Task requirements :: Look over the listing below and work out how many lines have the word "AtomicUsize". Write only that number.

Data for this task ::
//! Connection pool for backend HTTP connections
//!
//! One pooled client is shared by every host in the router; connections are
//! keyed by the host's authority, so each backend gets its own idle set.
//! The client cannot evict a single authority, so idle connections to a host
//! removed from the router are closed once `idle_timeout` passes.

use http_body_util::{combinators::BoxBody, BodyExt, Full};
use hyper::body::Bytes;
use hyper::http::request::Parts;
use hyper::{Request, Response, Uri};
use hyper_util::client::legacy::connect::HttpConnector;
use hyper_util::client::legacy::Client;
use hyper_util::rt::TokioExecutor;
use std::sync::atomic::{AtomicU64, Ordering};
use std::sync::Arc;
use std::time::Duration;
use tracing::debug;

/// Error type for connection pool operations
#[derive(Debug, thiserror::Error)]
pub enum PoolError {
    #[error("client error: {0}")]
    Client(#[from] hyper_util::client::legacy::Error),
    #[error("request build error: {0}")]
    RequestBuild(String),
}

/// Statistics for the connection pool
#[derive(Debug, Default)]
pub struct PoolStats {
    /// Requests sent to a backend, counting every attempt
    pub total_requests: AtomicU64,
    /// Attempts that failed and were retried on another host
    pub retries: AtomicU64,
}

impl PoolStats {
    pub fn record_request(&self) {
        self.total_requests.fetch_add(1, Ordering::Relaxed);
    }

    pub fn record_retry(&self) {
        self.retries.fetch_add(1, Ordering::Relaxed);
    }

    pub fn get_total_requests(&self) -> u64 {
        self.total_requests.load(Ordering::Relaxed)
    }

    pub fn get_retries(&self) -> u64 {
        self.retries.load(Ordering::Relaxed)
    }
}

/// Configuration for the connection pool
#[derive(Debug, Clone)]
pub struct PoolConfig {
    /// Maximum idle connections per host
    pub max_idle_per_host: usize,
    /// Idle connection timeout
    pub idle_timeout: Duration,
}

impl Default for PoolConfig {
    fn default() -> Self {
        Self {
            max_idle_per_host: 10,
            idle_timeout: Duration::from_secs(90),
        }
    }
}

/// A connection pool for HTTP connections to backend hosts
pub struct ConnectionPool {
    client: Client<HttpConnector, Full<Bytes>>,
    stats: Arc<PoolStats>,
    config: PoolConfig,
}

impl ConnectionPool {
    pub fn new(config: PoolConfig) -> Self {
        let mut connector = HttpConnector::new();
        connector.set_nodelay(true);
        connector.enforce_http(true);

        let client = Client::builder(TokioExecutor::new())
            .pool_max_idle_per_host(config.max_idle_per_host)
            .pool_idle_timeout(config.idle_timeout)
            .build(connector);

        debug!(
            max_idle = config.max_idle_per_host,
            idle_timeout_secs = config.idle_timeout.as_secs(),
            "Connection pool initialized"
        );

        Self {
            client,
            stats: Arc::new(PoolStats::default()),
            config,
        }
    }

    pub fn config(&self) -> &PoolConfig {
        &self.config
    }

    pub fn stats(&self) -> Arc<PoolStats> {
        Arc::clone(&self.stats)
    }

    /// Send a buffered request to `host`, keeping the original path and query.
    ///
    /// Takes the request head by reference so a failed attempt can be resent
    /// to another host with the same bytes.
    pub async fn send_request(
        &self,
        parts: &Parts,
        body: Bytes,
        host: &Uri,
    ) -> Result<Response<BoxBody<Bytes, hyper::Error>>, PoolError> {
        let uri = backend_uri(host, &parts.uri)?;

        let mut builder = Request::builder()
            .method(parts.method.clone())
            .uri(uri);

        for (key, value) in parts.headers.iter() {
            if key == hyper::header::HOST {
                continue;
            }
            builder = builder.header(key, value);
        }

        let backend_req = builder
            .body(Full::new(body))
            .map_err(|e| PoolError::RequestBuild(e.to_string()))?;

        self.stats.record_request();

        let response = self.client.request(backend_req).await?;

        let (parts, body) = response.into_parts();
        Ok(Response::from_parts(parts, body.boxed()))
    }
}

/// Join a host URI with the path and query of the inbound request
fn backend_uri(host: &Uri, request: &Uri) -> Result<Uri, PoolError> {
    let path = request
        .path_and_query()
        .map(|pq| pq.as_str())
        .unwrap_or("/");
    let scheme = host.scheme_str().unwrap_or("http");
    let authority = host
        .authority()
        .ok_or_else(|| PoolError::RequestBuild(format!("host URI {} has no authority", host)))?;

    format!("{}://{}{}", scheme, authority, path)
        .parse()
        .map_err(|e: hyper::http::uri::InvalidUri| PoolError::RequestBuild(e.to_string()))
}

* * *

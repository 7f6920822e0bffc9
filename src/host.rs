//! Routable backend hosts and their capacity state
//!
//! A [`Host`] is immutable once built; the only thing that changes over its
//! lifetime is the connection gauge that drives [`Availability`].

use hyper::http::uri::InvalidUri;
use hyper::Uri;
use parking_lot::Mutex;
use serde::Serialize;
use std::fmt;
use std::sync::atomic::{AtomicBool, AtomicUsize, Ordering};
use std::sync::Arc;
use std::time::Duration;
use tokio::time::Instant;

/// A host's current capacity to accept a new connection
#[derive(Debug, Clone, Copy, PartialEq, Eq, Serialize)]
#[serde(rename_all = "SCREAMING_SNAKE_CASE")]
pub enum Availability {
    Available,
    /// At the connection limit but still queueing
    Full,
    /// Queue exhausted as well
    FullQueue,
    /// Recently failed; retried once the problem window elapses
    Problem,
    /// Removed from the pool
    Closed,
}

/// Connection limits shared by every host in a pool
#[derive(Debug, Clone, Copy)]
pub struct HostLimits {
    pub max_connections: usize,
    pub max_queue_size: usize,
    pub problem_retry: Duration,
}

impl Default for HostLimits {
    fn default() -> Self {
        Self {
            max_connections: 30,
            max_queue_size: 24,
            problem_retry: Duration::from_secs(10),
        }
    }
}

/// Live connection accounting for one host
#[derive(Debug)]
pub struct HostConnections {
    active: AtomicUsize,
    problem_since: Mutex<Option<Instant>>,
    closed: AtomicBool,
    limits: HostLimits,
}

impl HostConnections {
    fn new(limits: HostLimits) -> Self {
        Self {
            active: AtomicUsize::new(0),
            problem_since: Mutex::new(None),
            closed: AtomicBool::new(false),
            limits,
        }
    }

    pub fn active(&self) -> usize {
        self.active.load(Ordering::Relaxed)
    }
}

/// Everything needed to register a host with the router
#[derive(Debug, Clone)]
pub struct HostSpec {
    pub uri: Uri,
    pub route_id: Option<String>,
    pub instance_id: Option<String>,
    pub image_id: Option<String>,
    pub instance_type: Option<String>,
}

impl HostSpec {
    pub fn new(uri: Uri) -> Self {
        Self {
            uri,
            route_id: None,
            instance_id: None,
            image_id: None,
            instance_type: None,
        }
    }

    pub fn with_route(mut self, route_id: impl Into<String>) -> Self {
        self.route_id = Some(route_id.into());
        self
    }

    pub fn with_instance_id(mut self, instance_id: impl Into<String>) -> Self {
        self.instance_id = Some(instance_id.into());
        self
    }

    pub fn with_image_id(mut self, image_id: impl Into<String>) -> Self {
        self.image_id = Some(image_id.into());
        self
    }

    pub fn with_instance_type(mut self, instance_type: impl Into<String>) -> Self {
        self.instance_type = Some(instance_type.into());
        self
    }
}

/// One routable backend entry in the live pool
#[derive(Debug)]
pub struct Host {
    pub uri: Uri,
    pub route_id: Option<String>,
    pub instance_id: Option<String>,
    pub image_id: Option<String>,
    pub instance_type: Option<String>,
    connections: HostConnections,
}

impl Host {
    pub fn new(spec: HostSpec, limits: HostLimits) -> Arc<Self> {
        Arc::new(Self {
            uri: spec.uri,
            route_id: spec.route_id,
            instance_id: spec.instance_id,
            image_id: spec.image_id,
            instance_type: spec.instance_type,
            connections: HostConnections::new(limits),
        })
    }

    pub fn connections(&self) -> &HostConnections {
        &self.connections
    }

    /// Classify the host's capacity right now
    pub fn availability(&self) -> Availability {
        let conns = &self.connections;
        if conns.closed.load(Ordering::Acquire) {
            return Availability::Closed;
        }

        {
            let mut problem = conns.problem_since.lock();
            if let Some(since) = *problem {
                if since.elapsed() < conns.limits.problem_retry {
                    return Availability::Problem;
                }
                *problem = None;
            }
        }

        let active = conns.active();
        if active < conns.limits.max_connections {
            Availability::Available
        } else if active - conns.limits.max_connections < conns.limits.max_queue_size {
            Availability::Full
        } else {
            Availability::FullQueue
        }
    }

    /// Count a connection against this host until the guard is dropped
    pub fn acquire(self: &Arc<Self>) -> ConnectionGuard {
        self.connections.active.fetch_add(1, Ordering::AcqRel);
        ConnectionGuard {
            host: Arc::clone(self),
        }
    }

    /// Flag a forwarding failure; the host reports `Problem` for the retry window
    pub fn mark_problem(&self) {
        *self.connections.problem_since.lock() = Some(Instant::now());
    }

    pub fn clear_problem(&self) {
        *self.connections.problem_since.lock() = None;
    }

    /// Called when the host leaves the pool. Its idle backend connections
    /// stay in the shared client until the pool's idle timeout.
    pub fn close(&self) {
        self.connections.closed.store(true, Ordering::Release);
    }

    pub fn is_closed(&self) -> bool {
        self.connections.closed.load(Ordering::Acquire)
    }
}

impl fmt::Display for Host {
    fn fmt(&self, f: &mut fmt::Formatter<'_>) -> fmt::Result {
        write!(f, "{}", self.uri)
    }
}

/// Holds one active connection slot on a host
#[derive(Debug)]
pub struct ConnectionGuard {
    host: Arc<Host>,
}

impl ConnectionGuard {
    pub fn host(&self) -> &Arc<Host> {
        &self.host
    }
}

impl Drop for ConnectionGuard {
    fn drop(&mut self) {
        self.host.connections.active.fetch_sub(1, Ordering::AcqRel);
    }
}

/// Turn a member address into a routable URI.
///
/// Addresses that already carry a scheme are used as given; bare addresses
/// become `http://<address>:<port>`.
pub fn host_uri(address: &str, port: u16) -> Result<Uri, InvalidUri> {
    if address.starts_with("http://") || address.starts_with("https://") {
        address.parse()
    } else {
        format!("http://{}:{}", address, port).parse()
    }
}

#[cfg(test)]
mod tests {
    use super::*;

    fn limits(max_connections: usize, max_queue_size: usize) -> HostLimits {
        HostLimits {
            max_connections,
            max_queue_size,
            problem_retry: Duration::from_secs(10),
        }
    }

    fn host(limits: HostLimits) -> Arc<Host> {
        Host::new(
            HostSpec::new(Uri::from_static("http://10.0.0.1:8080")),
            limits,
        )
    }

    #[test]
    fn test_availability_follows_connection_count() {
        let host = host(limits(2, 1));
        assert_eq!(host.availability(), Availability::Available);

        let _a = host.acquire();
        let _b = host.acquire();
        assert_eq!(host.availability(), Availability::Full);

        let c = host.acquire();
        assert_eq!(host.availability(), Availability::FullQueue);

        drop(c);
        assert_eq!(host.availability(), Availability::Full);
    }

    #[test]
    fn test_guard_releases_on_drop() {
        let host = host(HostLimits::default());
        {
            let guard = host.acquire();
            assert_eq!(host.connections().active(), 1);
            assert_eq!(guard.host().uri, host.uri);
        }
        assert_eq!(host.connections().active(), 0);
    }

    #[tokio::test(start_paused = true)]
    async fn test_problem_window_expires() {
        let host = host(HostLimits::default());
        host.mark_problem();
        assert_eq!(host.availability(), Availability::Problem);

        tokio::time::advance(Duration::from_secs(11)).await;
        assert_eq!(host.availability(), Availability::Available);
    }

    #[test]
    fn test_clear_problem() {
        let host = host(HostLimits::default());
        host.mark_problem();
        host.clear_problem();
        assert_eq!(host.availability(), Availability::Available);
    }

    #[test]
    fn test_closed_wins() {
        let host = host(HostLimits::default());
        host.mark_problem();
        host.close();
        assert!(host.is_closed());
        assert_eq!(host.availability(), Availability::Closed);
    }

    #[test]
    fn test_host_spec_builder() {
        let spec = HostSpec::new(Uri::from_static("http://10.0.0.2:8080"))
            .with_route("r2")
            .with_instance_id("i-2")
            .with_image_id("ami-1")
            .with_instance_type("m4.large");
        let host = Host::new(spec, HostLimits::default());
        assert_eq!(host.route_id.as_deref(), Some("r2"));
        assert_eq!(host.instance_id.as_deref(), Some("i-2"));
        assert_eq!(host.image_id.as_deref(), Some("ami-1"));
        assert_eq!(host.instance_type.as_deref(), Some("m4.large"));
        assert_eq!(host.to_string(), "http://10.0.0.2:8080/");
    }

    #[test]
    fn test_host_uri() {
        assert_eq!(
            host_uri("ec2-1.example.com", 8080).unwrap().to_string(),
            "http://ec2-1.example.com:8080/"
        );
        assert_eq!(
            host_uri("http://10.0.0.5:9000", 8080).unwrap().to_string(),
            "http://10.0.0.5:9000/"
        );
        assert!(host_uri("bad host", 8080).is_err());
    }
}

Written solution :: 3